[Saved data entries]
☆ ☆ ☆ ☆ ☆ ☆ ☆
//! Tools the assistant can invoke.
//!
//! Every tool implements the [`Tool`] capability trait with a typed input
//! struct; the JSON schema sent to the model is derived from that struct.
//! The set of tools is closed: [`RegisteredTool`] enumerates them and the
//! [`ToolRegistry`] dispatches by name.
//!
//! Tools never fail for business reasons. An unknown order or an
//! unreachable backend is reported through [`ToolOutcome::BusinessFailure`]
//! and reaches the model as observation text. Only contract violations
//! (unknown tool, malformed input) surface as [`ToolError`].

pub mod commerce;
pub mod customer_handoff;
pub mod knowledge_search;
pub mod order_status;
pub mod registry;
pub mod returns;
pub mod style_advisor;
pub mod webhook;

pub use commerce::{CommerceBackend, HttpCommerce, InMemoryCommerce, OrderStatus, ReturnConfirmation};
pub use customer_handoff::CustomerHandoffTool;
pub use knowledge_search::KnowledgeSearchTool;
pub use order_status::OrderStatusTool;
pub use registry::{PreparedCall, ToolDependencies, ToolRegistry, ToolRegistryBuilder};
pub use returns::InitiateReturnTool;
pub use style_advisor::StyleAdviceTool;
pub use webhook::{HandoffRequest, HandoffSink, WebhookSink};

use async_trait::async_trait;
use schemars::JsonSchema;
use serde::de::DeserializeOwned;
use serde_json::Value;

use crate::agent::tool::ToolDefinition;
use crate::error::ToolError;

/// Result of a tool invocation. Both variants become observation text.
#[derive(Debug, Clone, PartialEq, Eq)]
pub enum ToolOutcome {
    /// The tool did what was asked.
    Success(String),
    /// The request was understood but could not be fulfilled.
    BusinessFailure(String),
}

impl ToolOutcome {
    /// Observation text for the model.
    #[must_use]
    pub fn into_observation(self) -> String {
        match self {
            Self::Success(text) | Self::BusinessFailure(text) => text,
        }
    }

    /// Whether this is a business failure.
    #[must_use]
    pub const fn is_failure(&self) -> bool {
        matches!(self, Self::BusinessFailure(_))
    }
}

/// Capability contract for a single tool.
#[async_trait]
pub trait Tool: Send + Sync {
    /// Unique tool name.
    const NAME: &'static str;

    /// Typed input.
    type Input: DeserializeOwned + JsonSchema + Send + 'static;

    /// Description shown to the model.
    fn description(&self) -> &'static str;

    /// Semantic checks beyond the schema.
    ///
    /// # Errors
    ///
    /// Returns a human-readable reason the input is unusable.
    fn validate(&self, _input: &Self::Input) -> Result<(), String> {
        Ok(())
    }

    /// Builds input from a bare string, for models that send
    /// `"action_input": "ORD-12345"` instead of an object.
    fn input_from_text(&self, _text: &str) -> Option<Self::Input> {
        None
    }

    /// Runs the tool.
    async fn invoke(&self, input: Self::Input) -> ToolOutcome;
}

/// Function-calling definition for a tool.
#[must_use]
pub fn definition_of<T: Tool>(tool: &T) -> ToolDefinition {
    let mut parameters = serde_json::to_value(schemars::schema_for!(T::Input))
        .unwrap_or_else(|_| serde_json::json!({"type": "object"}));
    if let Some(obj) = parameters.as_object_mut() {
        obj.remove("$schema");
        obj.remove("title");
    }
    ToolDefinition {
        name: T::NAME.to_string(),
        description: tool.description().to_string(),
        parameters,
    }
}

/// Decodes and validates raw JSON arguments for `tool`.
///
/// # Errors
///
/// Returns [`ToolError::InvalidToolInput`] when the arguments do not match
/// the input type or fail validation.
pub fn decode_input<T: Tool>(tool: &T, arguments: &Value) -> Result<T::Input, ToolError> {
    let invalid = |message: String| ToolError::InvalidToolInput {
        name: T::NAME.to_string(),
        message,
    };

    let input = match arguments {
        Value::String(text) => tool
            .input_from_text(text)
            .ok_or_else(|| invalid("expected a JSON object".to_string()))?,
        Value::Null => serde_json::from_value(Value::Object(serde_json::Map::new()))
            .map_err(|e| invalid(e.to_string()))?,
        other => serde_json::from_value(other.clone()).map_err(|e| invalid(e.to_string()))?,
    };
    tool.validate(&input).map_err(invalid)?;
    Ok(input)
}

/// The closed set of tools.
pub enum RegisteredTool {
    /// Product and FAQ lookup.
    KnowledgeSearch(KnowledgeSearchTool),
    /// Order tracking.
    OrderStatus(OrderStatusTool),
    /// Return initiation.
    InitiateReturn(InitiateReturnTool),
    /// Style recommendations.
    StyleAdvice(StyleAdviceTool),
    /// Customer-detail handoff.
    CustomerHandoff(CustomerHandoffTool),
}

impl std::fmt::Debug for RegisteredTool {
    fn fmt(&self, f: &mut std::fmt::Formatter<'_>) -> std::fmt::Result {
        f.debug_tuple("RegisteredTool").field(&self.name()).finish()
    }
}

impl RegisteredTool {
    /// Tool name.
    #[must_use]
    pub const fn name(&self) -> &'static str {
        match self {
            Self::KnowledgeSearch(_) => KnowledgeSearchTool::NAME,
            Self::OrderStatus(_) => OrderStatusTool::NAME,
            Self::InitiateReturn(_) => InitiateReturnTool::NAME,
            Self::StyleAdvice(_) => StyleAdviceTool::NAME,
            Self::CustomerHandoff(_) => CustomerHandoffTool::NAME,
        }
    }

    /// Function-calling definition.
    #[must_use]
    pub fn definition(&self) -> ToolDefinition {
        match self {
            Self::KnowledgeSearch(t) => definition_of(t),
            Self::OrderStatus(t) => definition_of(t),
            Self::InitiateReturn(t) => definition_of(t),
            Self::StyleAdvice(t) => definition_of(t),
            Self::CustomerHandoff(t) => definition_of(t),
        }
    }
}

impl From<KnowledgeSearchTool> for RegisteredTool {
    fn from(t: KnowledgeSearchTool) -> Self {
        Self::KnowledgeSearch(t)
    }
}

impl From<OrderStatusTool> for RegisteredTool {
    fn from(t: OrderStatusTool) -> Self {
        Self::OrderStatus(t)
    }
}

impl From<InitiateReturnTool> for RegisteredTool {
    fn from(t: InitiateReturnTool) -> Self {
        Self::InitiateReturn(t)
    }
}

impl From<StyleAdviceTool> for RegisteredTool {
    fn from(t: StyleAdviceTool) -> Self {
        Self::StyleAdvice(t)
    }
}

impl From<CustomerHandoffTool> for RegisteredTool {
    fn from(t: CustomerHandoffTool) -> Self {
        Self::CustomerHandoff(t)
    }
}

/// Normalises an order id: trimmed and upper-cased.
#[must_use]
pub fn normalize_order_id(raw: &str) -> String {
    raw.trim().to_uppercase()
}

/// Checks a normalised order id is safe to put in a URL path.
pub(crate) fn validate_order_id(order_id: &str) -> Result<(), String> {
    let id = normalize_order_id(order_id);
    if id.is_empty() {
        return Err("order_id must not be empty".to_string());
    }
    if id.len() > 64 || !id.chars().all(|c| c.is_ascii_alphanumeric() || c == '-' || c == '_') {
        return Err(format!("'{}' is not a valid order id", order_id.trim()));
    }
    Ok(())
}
☆ ☆ ☆ ☆ ☆ ☆ ☆
Exercise prompt:
The expected answer is every line in the data above that carries the string "InitiateReturnTool".

Solution:
pub use returns::InitiateReturnTool;
    InitiateReturn(InitiateReturnTool),
            Self::InitiateReturn(_) => InitiateReturnTool::NAME,
impl From<InitiateReturnTool> for RegisteredTool {
    fn from(t: InitiateReturnTool) -> Self {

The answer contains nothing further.